//! In-memory fakes of the ingestion seams for unit tests.

use std::collections::{HashMap, HashSet};
use std::io;
use std::sync::atomic::{AtomicBool, AtomicUsize, Ordering};
use std::sync::{Arc, Mutex};
use std::time::Duration;

use async_trait::async_trait;
use chrono::{DateTime, Utc};
use offerdb_core::{CanonicalOffer, RegionCode};
use offerdb_fetcher::{FetchError, RawOffer};

use crate::coordinator::IngestionCoordinator;
use crate::error::BoxError;
use crate::ports::{MarkerStore, OfferSource, OfferStore, RegionRegistry};

pub(crate) fn region(code: &str) -> RegionCode {
    RegionCode::parse(code).unwrap()
}

pub(crate) fn regions(codes: &[&str]) -> Vec<RegionCode> {
    codes.iter().map(|c| region(c)).collect()
}

pub(crate) fn raw_offer(id: &str, program_type: &str) -> RawOffer {
    RawOffer {
        id: Some(id.to_owned()),
        sales_program_type: Some(program_type.to_owned()),
        ..RawOffer::default()
    }
}

// ---------------------------------------------------------------------------
// Offer source
// ---------------------------------------------------------------------------

/// Serves fixed offers per region and records every call.
///
/// Regions without an explicit response get two offers. Tracks the peak
/// number of concurrent in-flight fetches.
#[derive(Default)]
pub(crate) struct FakeSource {
    offers: Mutex<HashMap<String, Vec<RawOffer>>>,
    failures: Mutex<HashMap<String, u16>>,
    delay: Option<Duration>,
    pub calls: Mutex<Vec<String>>,
    in_flight: AtomicUsize,
    pub peak: AtomicUsize,
}

impl FakeSource {
    pub fn with_delay(delay: Duration) -> Self {
        Self {
            delay: Some(delay),
            ..Self::default()
        }
    }

    pub fn set_offers(&self, code: &str, offers: Vec<RawOffer>) {
        self.offers.lock().unwrap().insert(code.to_owned(), offers);
    }

    pub fn fail_with_status(&self, code: &str, status: u16) {
        self.failures.lock().unwrap().insert(code.to_owned(), status);
    }

    pub fn call_count(&self) -> usize {
        self.calls.lock().unwrap().len()
    }

    pub fn peak(&self) -> usize {
        self.peak.load(Ordering::SeqCst)
    }
}

#[async_trait]
impl OfferSource for FakeSource {
    async fn fetch_offers(&self, region: &RegionCode) -> Result<Vec<RawOffer>, FetchError> {
        self.calls.lock().unwrap().push(region.to_string());
        let now = self.in_flight.fetch_add(1, Ordering::SeqCst) + 1;
        self.peak.fetch_max(now, Ordering::SeqCst);

        if let Some(delay) = self.delay {
            tokio::time::sleep(delay).await;
        }
        self.in_flight.fetch_sub(1, Ordering::SeqCst);

        if let Some(status) = self.failures.lock().unwrap().get(region.as_str()) {
            return Err(FetchError::Remote {
                region: region.to_string(),
                status: *status,
                body: "fake failure".to_owned(),
            });
        }

        let offers = self.offers.lock().unwrap().get(region.as_str()).cloned();
        Ok(offers.unwrap_or_else(|| {
            vec![
                raw_offer(&format!("{region}-1"), "AcuraConquest"),
                raw_offer(&format!("{region}-2"), "LeaseSpecial"),
            ]
        }))
    }
}

// ---------------------------------------------------------------------------
// Offer store
// ---------------------------------------------------------------------------

#[derive(Default)]
pub(crate) struct FakeStore {
    pub rows: Mutex<HashMap<String, Vec<CanonicalOffer>>>,
    failing: Mutex<HashSet<String>>,
    pub writes: AtomicUsize,
}

impl FakeStore {
    pub fn fail_writes_for(&self, code: &str) {
        self.failing.lock().unwrap().insert(code.to_owned());
    }

    pub fn rows_for(&self, code: &str) -> Vec<CanonicalOffer> {
        self.rows
            .lock()
            .unwrap()
            .get(code)
            .cloned()
            .unwrap_or_default()
    }

    pub fn total_rows(&self) -> usize {
        self.rows.lock().unwrap().values().map(Vec::len).sum()
    }
}

#[async_trait]
impl OfferStore for FakeStore {
    async fn replace_region(
        &self,
        region: &RegionCode,
        offers: &[CanonicalOffer],
    ) -> Result<u64, BoxError> {
        if self.failing.lock().unwrap().contains(region.as_str()) {
            return Err("offer store unavailable".into());
        }
        self.writes.fetch_add(1, Ordering::SeqCst);
        self.rows
            .lock()
            .unwrap()
            .insert(region.to_string(), offers.to_vec());
        Ok(offers.len() as u64)
    }
}

// ---------------------------------------------------------------------------
// Marker store
// ---------------------------------------------------------------------------

#[derive(Default)]
pub(crate) struct FakeMarkers {
    pub values: Mutex<HashMap<String, DateTime<Utc>>>,
    pub fail_get: AtomicBool,
    pub fail_set: AtomicBool,
}

impl FakeMarkers {
    pub fn value(&self, code: &str) -> Option<DateTime<Utc>> {
        self.values.lock().unwrap().get(code).copied()
    }

    pub fn preset(&self, code: &str, at: DateTime<Utc>) {
        self.values.lock().unwrap().insert(code.to_owned(), at);
    }
}

#[async_trait]
impl MarkerStore for FakeMarkers {
    async fn get(&self, region: &RegionCode) -> Result<Option<DateTime<Utc>>, BoxError> {
        if self.fail_get.load(Ordering::SeqCst) {
            return Err("marker store unavailable".into());
        }
        Ok(self.value(region.as_str()))
    }

    async fn set(&self, region: &RegionCode, at: DateTime<Utc>) -> Result<(), BoxError> {
        if self.fail_set.load(Ordering::SeqCst) {
            return Err("marker store unavailable".into());
        }
        self.preset(region.as_str(), at);
        Ok(())
    }
}

// ---------------------------------------------------------------------------
// Registry
// ---------------------------------------------------------------------------

pub(crate) struct FakeRegistry {
    regions: Vec<RegionCode>,
    fail: bool,
}

impl FakeRegistry {
    pub fn new(regions: Vec<RegionCode>) -> Self {
        Self {
            regions,
            fail: false,
        }
    }

    pub fn failing() -> Self {
        Self {
            regions: Vec::new(),
            fail: true,
        }
    }
}

#[async_trait]
impl RegionRegistry for FakeRegistry {
    async fn list_regions(&self) -> Result<Vec<RegionCode>, BoxError> {
        if self.fail {
            return Err("registry unavailable".into());
        }
        Ok(self.regions.clone())
    }
}

// ---------------------------------------------------------------------------
// Wiring
// ---------------------------------------------------------------------------

pub(crate) struct Harness {
    pub source: Arc<FakeSource>,
    pub store: Arc<FakeStore>,
    pub markers: Arc<FakeMarkers>,
}

impl Harness {
    pub fn new() -> Self {
        Self::with_source(FakeSource::default())
    }

    pub fn with_source(source: FakeSource) -> Self {
        Self {
            source: Arc::new(source),
            store: Arc::new(FakeStore::default()),
            markers: Arc::new(FakeMarkers::default()),
        }
    }

    pub fn coordinator(&self) -> IngestionCoordinator {
        IngestionCoordinator::new(
            self.source.clone(),
            self.store.clone(),
            self.markers.clone(),
        )
    }
}

/// Collects formatted log output from a scoped subscriber.
#[derive(Clone, Default)]
pub(crate) struct LogCapture(Arc<Mutex<Vec<u8>>>);

impl LogCapture {
    /// Installs a plain-text subscriber on the current thread until the
    /// returned guard drops.
    pub(crate) fn install(&self) -> tracing::subscriber::DefaultGuard {
        let writer = self.clone();
        let subscriber = tracing_subscriber::fmt()
            .with_ansi(false)
            .with_max_level(tracing::Level::INFO)
            .with_writer(move || writer.clone())
            .finish();
        tracing::subscriber::set_default(subscriber)
    }

    pub(crate) fn lines(&self) -> Vec<String> {
        let bytes = self.0.lock().unwrap().clone();
        String::from_utf8_lossy(&bytes)
            .lines()
            .map(str::to_owned)
            .collect()
    }
}

impl io::Write for LogCapture {
    fn write(&mut self, buf: &[u8]) -> io::Result<usize> {
        self.0.lock().unwrap().extend_from_slice(buf);
        Ok(buf.len())
    }

    fn flush(&mut self) -> io::Result<()> {
        Ok(())
    }
}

= = =

- **Exercise**
How many lines of the listing include the string "FetchError"? Give only the number.

- **Your response**
3